Skäggetorp is a city district in Linköping, Sweden, located northwest of downtown. The buildings are mostly two-story and three-story buildings, both condominiums and apartment buildings, which are built around a large center with office buildings, shops, bank, pharmacy and other services. In the area there are medical and dental offices, schools, child care, nursing home, church, playing fields and Ullevi allotment area.

Construction in Skäggetorp began from the south in the 1960s, in the 1970s the Ullevi area was built and in 1986 more apartment buildings were constructed at Skäggetorps center. Skäggetorp was part of the Million Programme.

The population was 8,448 in December 2008, in 1965 the population was only 76. At its peak in 1979 the population of Skäggetorp was 9,901. In 2012, 45.1% of the district's residents were of foreign origin. In 2019 the percentage of people with foreign origin had risen to 56.4%. The unemployment rate among 16 to 64 year-olds in Skäggetorp in March 2020 was at 18.3%.

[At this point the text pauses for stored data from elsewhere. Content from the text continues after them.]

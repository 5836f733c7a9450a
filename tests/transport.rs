//! End-to-end tests of the listeners.
//!
//! A real Modbus client talks to the TCP listener, and on Linux to the RTU
//! listener through a pseudo terminal, while the simulator mutates the shared
//! table underneath.

use modbus_sim::error::TransportError;
use modbus_sim::instance::{State, TransportManager};
use modbus_sim::memory::{Bank, RegisterTable};
use modbus_sim::net::Transport;
use modbus_sim::net::tcp::Config as TcpConfig;
use modbus_sim::sim::Simulator;

use std::net::SocketAddr;
use std::sync::Arc;
use std::time::Duration;
use tokio::time::timeout;
use tokio_modbus::prelude::*;

const TIMEOUT: Duration = Duration::from_secs(5);

fn local() -> TcpConfig {
    TcpConfig {
        ip: String::from("127.0.0.1"),
        port: 0,
    }
}

async fn start_tcp(table: Arc<RegisterTable>) -> (TransportManager, SocketAddr) {
    let mut manager = TransportManager::new(table);
    let addr = manager.start_tcp(&local()).await.unwrap();
    (manager, addr)
}

#[tokio::test]
async fn test_tcp_reads_static_values() -> Result<(), Box<dyn std::error::Error>> {
    let table = Arc::new(RegisterTable::new());
    table.init(Bank::DiscreteInput, 0, 1)?;
    table.init(Bank::Coil, 1, 1)?;
    table.init(Bank::InputRegister, 0, 30000)?;
    table.init(Bank::InputRegister, 1, 40000)?;
    table.init(Bank::HoldingRegister, 0, 100)?;
    table.init(Bank::HoldingRegister, 1, 200)?;
    let (mut manager, addr) = start_tcp(table).await;

    let mut ctx = tcp::connect(addr).await?;
    assert_eq!(ctx.read_discrete_inputs(0, 2).await??, vec![true, false]);
    assert_eq!(ctx.read_coils(0, 2).await??, vec![false, true]);
    assert_eq!(ctx.read_input_registers(0, 3).await??, vec![30000, 40000, 0]);
    assert_eq!(ctx.read_holding_registers(0, 2).await??, vec![100, 200]);
    ctx.disconnect().await?;

    manager.stop_all().await;
    Ok(())
}

#[tokio::test]
async fn test_tcp_write_then_read() -> Result<(), Box<dyn std::error::Error>> {
    let table = Arc::new(RegisterTable::new());
    let (mut manager, addr) = start_tcp(table.clone()).await;

    let mut ctx = tcp::connect(addr).await?;
    ctx.write_single_register(2, 999).await??;
    ctx.write_multiple_registers(3, &[1, 2, 3]).await??;
    ctx.write_single_coil(4, true).await??;
    assert_eq!(ctx.read_holding_registers(2, 4).await??, vec![999, 1, 2, 3]);
    assert_eq!(ctx.read_coils(4, 1).await??, vec![true]);
    ctx.disconnect().await?;

    assert_eq!(table.read(Bank::HoldingRegister, 2), Ok(999));
    manager.stop_all().await;
    Ok(())
}

#[tokio::test]
async fn test_tcp_out_of_range_is_an_exception() -> Result<(), Box<dyn std::error::Error>> {
    let table = Arc::new(RegisterTable::with_capacity(100));
    let (mut manager, addr) = start_tcp(table).await;

    let mut ctx = tcp::connect(addr).await?;
    let res = ctx.read_holding_registers(99, 2).await?;
    assert_eq!(res, Err(ExceptionCode::IllegalDataAddress));

    // The connection is still usable
    assert_eq!(ctx.read_holding_registers(98, 2).await??, vec![0, 0]);
    ctx.disconnect().await?;

    manager.stop_all().await;
    Ok(())
}

#[tokio::test]
async fn test_tcp_observes_simulation() -> Result<(), Box<dyn std::error::Error>> {
    let table = Arc::new(RegisterTable::new());
    let mut simulator = Simulator::new(table.clone());
    simulator.load(Bank::HoldingRegister, 10, vec![0, 1, 1, 0])?;
    simulator.load(Bank::InputRegister, 2, vec![0, 10, 20, 30, 40])?;
    let (mut manager, addr) = start_tcp(table).await;

    let mut ctx = tcp::connect(addr).await?;
    assert_eq!(ctx.read_holding_registers(10, 1).await??, vec![0]);
    for _ in 0..5 {
        simulator.advance();
    }
    assert_eq!(ctx.read_holding_registers(10, 1).await??, vec![1]);
    assert_eq!(ctx.read_input_registers(2, 1).await??, vec![0]);

    // A client write lasts until the next tick
    ctx.write_single_register(10, 1234).await??;
    assert_eq!(ctx.read_holding_registers(10, 1).await??, vec![1234]);
    simulator.advance();
    assert_eq!(ctx.read_holding_registers(10, 1).await??, vec![1]);
    ctx.disconnect().await?;

    manager.stop_all().await;
    Ok(())
}

#[tokio::test]
async fn test_tcp_concurrent_clients() -> Result<(), Box<dyn std::error::Error>> {
    let table = Arc::new(RegisterTable::new());
    let (mut manager, addr) = start_tcp(table).await;

    let mut clients = Vec::new();
    for i in 0..4u16 {
        clients.push(tokio::spawn(async move {
            let mut ctx = tcp::connect(addr).await.unwrap();
            for v in 0..20u16 {
                ctx.write_single_register(i, v).await.unwrap().unwrap();
                let read = ctx.read_holding_registers(i, 1).await.unwrap().unwrap();
                assert_eq!(read, vec![v]);
            }
            ctx.disconnect().await.unwrap();
        }));
    }
    for client in clients {
        timeout(TIMEOUT, client).await??;
    }

    manager.stop_all().await;
    Ok(())
}

#[tokio::test]
async fn test_tcp_stop_ends_service() -> Result<(), Box<dyn std::error::Error>> {
    let table = Arc::new(RegisterTable::new());
    let (mut manager, addr) = start_tcp(table).await;

    let mut ctx = tcp::connect(addr).await?;
    assert_eq!(ctx.read_holding_registers(0, 1).await??, vec![0]);

    manager.stop_all().await;
    assert_eq!(manager.state(Transport::Tcp), State::Stopped);

    // Open connections are closed and new ones refused
    let res = timeout(TIMEOUT, ctx.read_holding_registers(0, 1)).await?;
    assert!(!matches!(res, Ok(Ok(_))));
    assert!(tokio::net::TcpStream::connect(addr).await.is_err());
    Ok(())
}

#[tokio::test]
async fn test_tcp_bind_failure_is_reported() {
    let blocker = tokio::net::TcpListener::bind("127.0.0.1:0").await.unwrap();
    let mut manager = TransportManager::new(Arc::new(RegisterTable::new()));

    let res = manager
        .start_tcp(&TcpConfig {
            ip: String::from("127.0.0.1"),
            port: blocker.local_addr().unwrap().port(),
        })
        .await;
    assert!(matches!(res, Err(TransportError::TransportStart { .. })));
    assert_eq!(manager.state(Transport::Tcp), State::Stopped);
    manager.stop_all().await;
}

#[cfg(target_os = "linux")]
mod rtu_over_pty {
    use super::{TIMEOUT, start_tcp};
    use modbus_sim::error::TransportError;
    use modbus_sim::instance::{State, TransportManager};
    use modbus_sim::memory::RegisterTable;
    use modbus_sim::net::Transport;
    use modbus_sim::net::rtu::Config as RtuConfig;
    use modbus_sim::net::tcp::Config as TcpConfig;
    use std::sync::Arc;
    use tokio::time::timeout;
    use tokio_modbus::prelude::*;
    use tokio_serial::{SerialPort, SerialStream};

    /// Open a pseudo terminal pair. Returns the master side for the client
    /// and a listener config pointing at the slave device.
    fn pty() -> (SerialStream, RtuConfig) {
        let (master, slave) = SerialStream::pair().expect("failed to open pseudo terminal");
        let path = slave.name().expect("pseudo terminal without name");
        // The listener opens the device itself
        drop(slave);
        let config = RtuConfig {
            path,
            baud_rate: 9600,
            timeout_s: 1,
            ..RtuConfig::default()
        };
        (master, config)
    }

    #[tokio::test]
    async fn test_rtu_and_tcp_share_table() -> Result<(), Box<dyn std::error::Error>> {
        let table = Arc::new(RegisterTable::new());
        let (mut manager, addr) = start_tcp(table).await;
        let (master, config) = pty();
        manager.start_rtu(&config)?;
        assert_eq!(manager.state(Transport::Rtu), State::Listening);

        let mut tcp_ctx = tcp::connect(addr).await?;
        let mut rtu_ctx = rtu::attach_slave(master, Slave(1));

        // TCP write, RTU read
        tcp_ctx.write_single_register(7, 4242).await??;
        let read = timeout(TIMEOUT, rtu_ctx.read_holding_registers(7, 1)).await???;
        assert_eq!(read, vec![4242]);

        // RTU write, TCP read
        timeout(TIMEOUT, rtu_ctx.write_single_coil(3, true)).await???;
        assert_eq!(tcp_ctx.read_coils(3, 1).await??, vec![true]);

        tcp_ctx.disconnect().await?;
        manager.stop_all().await;
        assert_eq!(manager.state(Transport::Rtu), State::Stopped);
        Ok(())
    }

    #[tokio::test]
    async fn test_rtu_starts_when_tcp_fails() -> Result<(), Box<dyn std::error::Error>> {
        let blocker = tokio::net::TcpListener::bind("127.0.0.1:0").await?;
        let mut manager = TransportManager::new(Arc::new(RegisterTable::new()));

        let res = manager
            .start_tcp(&TcpConfig {
                ip: String::from("127.0.0.1"),
                port: blocker.local_addr()?.port(),
            })
            .await;
        assert!(matches!(res, Err(TransportError::TransportStart { .. })));

        let (_master, config) = pty();
        manager.start_rtu(&config)?;
        assert_eq!(manager.state(Transport::Tcp), State::Stopped);
        assert_eq!(manager.state(Transport::Rtu), State::Listening);

        manager.stop_all().await;
        Ok(())
    }
}
use crate::error::ConfigError;
use crate::memory::{Bank, Range, RegisterTable};

use std::collections::BTreeMap;
use std::collections::btree_map::Entry;
use std::sync::Arc;

/// A cyclic value sequence for one cell.
///
/// The cursor always indexes the value the simulator last wrote.
#[derive(Debug, Clone, PartialEq, Eq)]
pub struct Schedule {
    values: Vec<u16>,
    cursor: usize,
}

impl Schedule {
    pub fn new(values: Vec<u16>) -> Option<Self> {
        if values.is_empty() {
            None
        } else {
            Some(Self { values, cursor: 0 })
        }
    }

    pub fn current(&self) -> u16 {
        self.values[self.cursor]
    }

    pub fn cursor(&self) -> usize {
        self.cursor
    }

    pub fn values(&self) -> &[u16] {
        &self.values
    }

    /// Move to the next value, wrapping at the end of the sequence.
    pub fn step(&mut self) -> u16 {
        self.cursor = (self.cursor + 1) % self.values.len();
        self.current()
    }
}

/// Drives every loaded schedule against the shared table.
#[derive(Debug)]
pub struct Simulator {
    table: Arc<RegisterTable>,
    schedules: BTreeMap<(Bank, usize), Schedule>,
}

impl Simulator {
    pub fn new(table: Arc<RegisterTable>) -> Self {
        Self {
            table,
            schedules: BTreeMap::new(),
        }
    }

    pub fn table(&self) -> &Arc<RegisterTable> {
        &self.table
    }

    /// Register a cyclic sequence for `(bank, address)` and seed the cell
    /// with its first value. The table is left untouched on error.
    pub fn load(&mut self, bank: Bank, address: usize, values: Vec<u16>) -> Result<(), ConfigError> {
        self.table.check(bank, &Range::new(address, 1))?;
        let schedule = Schedule::new(values).ok_or(ConfigError::EmptySequence { bank, address })?;
        match self.schedules.entry((bank, address)) {
            Entry::Occupied(_) => Err(ConfigError::DuplicateSchedule { bank, address }),
            Entry::Vacant(e) => {
                self.table.write(bank, address, schedule.current())?;
                e.insert(schedule);
                Ok(())
            }
        }
    }

    /// One simulation tick: every schedule steps once and its new value is
    /// written to the table. Schedules never wait on each other.
    pub fn advance(&mut self) {
        for ((bank, address), schedule) in self.schedules.iter_mut() {
            let value = schedule.step();
            // Addresses were checked on load
            if let Err(e) = self.table.write(*bank, *address, value) {
                tracing::error!("Simulation write failed. [{}]", e);
            }
        }
    }

    pub fn cursor(&self, bank: Bank, address: usize) -> Option<usize> {
        self.schedules.get(&(bank, address)).map(Schedule::cursor)
    }

    pub fn schedule(&self, bank: Bank, address: usize) -> Option<&Schedule> {
        self.schedules.get(&(bank, address))
    }

    pub fn len(&self) -> usize {
        self.schedules.len()
    }

    pub fn is_empty(&self) -> bool {
        self.schedules.is_empty()
    }
}
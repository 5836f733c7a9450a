pub mod rtu;
pub mod tcp;

mod service;

pub use service::Service;

use std::fmt::Display;

/// The transports a register table can be exposed on.
#[derive(Debug, Clone, Copy, PartialEq, Eq, Hash)]
pub enum Transport {
    Tcp,
    Rtu,
}

impl Display for Transport {
    fn fmt(&self, fmt: &mut std::fmt::Formatter<'_>) -> std::fmt::Result {
        match self {
            Transport::Tcp => fmt.write_str("TCP"),
            Transport::Rtu => fmt.write_str("RTU"),
        }
    }
}
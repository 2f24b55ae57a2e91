//! Weighted routing between the two targets of a service.
//!
//! A [`RoutingTargetPair`] owns the role assignment (primary/secondary) and
//! the current traffic split of one service. Weight changes are pushed
//! through a [`WeightProvisioner`]; the pair only records a split after the
//! provisioner accepted it.
//!
//! [`LocalRouter`] is the in-process provisioner used by the daemon and in
//! tests. It keeps per-pair weight tables, a write history, and listener
//! rule priorities, and can be told to fail writes.

pub mod error;
pub mod pair;
pub mod provisioner;

pub use error::{RoutingError, RoutingResult};
pub use pair::RoutingTargetPair;
pub use provisioner::{ListenerRules, LocalRouter, WeightProvisioner};
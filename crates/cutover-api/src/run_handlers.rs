//! REST API handlers for pipeline runs and approvals.

use axum::Json;
use axum::extract::{Path, State};
use axum::http::StatusCode;
use axum::response::IntoResponse;

use cutover_pipeline::{ApprovalSignal, PipelineError};

use crate::ApiState;
use crate::handlers::{ApiResponse, error_response};

/// GET /api/v1/runs
pub async fn list_runs(State(state): State<ApiState>) -> impl IntoResponse {
    match state.orchestrator.list_runs() {
        Ok(runs) => ApiResponse::ok(runs).into_response(),
        Err(e) => error_response(&e.to_string(), StatusCode::INTERNAL_SERVER_ERROR).into_response(),
    }
}

/// GET /api/v1/runs/:id
pub async fn get_run(State(state): State<ApiState>, Path(id): Path<String>) -> impl IntoResponse {
    match state.orchestrator.get_run(&id) {
        Ok(Some(run)) => ApiResponse::ok(run).into_response(),
        Ok(None) => error_response("run not found", StatusCode::NOT_FOUND).into_response(),
        Err(e) => error_response(&e.to_string(), StatusCode::INTERNAL_SERVER_ERROR).into_response(),
    }
}

/// POST /api/v1/runs
pub async fn trigger_run(State(state): State<ApiState>) -> impl IntoResponse {
    match state.orchestrator.trigger() {
        Ok(run) => (StatusCode::CREATED, ApiResponse::ok(run)).into_response(),
        Err(e) => error_response(&e.to_string(), StatusCode::INTERNAL_SERVER_ERROR).into_response(),
    }
}

/// POST /api/v1/runs/:id/approval
pub async fn signal_approval(
    State(state): State<ApiState>,
    Path(id): Path<String>,
    Json(signal): Json<ApprovalSignal>,
) -> impl IntoResponse {
    match state.orchestrator.get_run(&id) {
        Ok(Some(_)) => {}
        Ok(None) => return error_response("run not found", StatusCode::NOT_FOUND).into_response(),
        Err(e) => {
            return error_response(&e.to_string(), StatusCode::INTERNAL_SERVER_ERROR)
                .into_response();
        }
    }

    let decision = signal.decision;
    match state.orchestrator.signal_approval(&id, signal) {
        Ok(()) => ApiResponse::ok(serde_json::json!({ "run_id": id, "decision": decision }))
            .into_response(),
        Err(e @ PipelineError::NoPendingApproval(_)) => {
            error_response(&e.to_string(), StatusCode::CONFLICT).into_response()
        }
        Err(e) => error_response(&e.to_string(), StatusCode::INTERNAL_SERVER_ERROR).into_response(),
    }
}

/// GET /api/v1/approvals
pub async fn list_approvals(State(state): State<ApiState>) -> impl IntoResponse {
    ApiResponse::ok(state.orchestrator.approvals().pending()).into_response()
}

Districts adjoining Skäggetorp are Tornby, Gottfridsberg and Ryd.

In its December 2015 report, the Swedish Police placed the district in the most severe category of urban areas with high crime rates. On 14 April 2022, the far-right Danish politician Rasmus Paludan was to hold a speech about Islam in Skäggetorp, and planned to burn the Quran. Riots in response to the anti-Muslim demonstration broke out and several police cars were set on fire.